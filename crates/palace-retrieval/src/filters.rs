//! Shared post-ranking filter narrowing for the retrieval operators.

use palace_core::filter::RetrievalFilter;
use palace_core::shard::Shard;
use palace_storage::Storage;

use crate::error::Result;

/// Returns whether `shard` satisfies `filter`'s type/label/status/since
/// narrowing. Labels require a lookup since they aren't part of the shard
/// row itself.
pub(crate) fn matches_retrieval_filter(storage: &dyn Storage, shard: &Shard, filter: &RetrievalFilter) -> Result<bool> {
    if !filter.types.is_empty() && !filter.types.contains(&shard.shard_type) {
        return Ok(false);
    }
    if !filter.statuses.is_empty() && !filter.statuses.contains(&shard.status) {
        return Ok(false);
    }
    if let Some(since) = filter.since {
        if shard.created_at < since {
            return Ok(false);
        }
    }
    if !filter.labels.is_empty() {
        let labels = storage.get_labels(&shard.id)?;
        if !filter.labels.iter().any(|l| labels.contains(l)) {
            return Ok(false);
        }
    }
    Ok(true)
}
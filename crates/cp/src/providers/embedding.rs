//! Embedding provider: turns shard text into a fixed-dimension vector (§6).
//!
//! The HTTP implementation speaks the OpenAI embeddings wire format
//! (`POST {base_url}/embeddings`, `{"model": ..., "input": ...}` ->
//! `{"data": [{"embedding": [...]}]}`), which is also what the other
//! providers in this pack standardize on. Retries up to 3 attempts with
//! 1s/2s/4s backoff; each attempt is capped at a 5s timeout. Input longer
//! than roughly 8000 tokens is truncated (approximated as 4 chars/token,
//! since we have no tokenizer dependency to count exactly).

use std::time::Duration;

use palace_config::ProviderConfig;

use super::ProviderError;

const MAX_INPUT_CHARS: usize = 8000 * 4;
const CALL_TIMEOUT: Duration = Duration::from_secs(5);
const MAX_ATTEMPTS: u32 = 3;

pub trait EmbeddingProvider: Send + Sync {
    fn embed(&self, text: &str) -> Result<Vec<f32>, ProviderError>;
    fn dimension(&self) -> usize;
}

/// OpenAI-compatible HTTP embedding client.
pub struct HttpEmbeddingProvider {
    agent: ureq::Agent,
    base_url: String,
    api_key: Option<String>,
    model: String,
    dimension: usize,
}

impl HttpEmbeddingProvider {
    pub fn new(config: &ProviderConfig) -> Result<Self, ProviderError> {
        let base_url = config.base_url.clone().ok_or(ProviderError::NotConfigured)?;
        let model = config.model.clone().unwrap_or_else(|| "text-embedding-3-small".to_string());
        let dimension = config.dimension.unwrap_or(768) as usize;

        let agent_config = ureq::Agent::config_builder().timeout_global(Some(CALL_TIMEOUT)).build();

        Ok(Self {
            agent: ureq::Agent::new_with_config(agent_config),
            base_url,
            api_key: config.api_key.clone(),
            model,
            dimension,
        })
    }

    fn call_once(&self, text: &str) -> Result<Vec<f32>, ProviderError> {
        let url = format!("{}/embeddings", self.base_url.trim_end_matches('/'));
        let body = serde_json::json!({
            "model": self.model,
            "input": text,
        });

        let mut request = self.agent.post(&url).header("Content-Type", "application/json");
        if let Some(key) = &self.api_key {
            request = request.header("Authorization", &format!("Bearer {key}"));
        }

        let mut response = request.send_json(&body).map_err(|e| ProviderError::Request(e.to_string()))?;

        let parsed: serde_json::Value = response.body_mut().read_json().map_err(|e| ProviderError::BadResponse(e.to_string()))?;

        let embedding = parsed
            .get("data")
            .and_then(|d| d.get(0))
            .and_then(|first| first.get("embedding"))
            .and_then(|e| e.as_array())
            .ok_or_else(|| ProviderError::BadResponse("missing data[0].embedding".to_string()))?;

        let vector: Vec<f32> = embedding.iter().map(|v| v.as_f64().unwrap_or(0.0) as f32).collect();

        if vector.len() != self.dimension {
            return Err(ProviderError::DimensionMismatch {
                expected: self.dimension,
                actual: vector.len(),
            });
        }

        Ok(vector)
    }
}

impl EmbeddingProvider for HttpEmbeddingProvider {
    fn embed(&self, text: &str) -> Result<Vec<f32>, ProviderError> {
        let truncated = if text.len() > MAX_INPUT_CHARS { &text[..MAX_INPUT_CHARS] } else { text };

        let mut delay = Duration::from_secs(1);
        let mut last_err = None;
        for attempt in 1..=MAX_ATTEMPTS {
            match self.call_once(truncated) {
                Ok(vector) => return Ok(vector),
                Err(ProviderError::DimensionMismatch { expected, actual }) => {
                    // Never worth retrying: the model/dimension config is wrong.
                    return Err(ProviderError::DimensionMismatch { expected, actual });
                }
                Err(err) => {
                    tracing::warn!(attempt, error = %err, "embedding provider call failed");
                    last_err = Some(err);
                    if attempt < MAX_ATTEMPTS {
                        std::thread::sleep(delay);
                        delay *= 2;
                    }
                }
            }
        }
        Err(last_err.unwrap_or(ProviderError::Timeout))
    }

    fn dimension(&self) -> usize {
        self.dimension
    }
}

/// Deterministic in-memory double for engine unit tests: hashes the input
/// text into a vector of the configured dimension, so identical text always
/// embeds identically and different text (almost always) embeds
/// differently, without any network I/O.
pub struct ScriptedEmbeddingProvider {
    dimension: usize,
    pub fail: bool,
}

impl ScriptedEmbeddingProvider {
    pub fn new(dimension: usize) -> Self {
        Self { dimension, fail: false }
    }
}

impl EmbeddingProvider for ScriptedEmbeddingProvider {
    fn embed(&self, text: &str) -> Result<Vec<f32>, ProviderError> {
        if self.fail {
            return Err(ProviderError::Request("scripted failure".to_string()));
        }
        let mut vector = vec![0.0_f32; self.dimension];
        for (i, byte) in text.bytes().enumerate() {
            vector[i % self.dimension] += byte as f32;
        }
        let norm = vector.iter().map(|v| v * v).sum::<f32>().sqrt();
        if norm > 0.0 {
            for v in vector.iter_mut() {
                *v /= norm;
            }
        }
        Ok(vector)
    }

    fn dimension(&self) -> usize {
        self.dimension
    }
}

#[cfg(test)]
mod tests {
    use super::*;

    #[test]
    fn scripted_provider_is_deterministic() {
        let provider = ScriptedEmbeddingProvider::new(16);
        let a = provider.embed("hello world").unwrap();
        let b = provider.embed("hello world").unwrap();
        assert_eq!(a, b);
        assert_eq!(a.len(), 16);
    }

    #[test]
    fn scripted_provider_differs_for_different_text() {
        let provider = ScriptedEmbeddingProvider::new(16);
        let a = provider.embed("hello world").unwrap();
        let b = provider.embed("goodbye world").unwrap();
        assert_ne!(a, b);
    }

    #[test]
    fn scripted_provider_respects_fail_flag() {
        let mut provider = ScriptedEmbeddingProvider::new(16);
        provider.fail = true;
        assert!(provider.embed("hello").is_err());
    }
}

• • •

__Exercise__
After identifying the lines above that contain "ureq", copy each one.

__Task output__
    agent: ureq::Agent,
        let agent_config = ureq::Agent::config_builder().timeout_global(Some(CALL_TIMEOUT)).build();
            agent: ureq::Agent::new_with_config(agent_config),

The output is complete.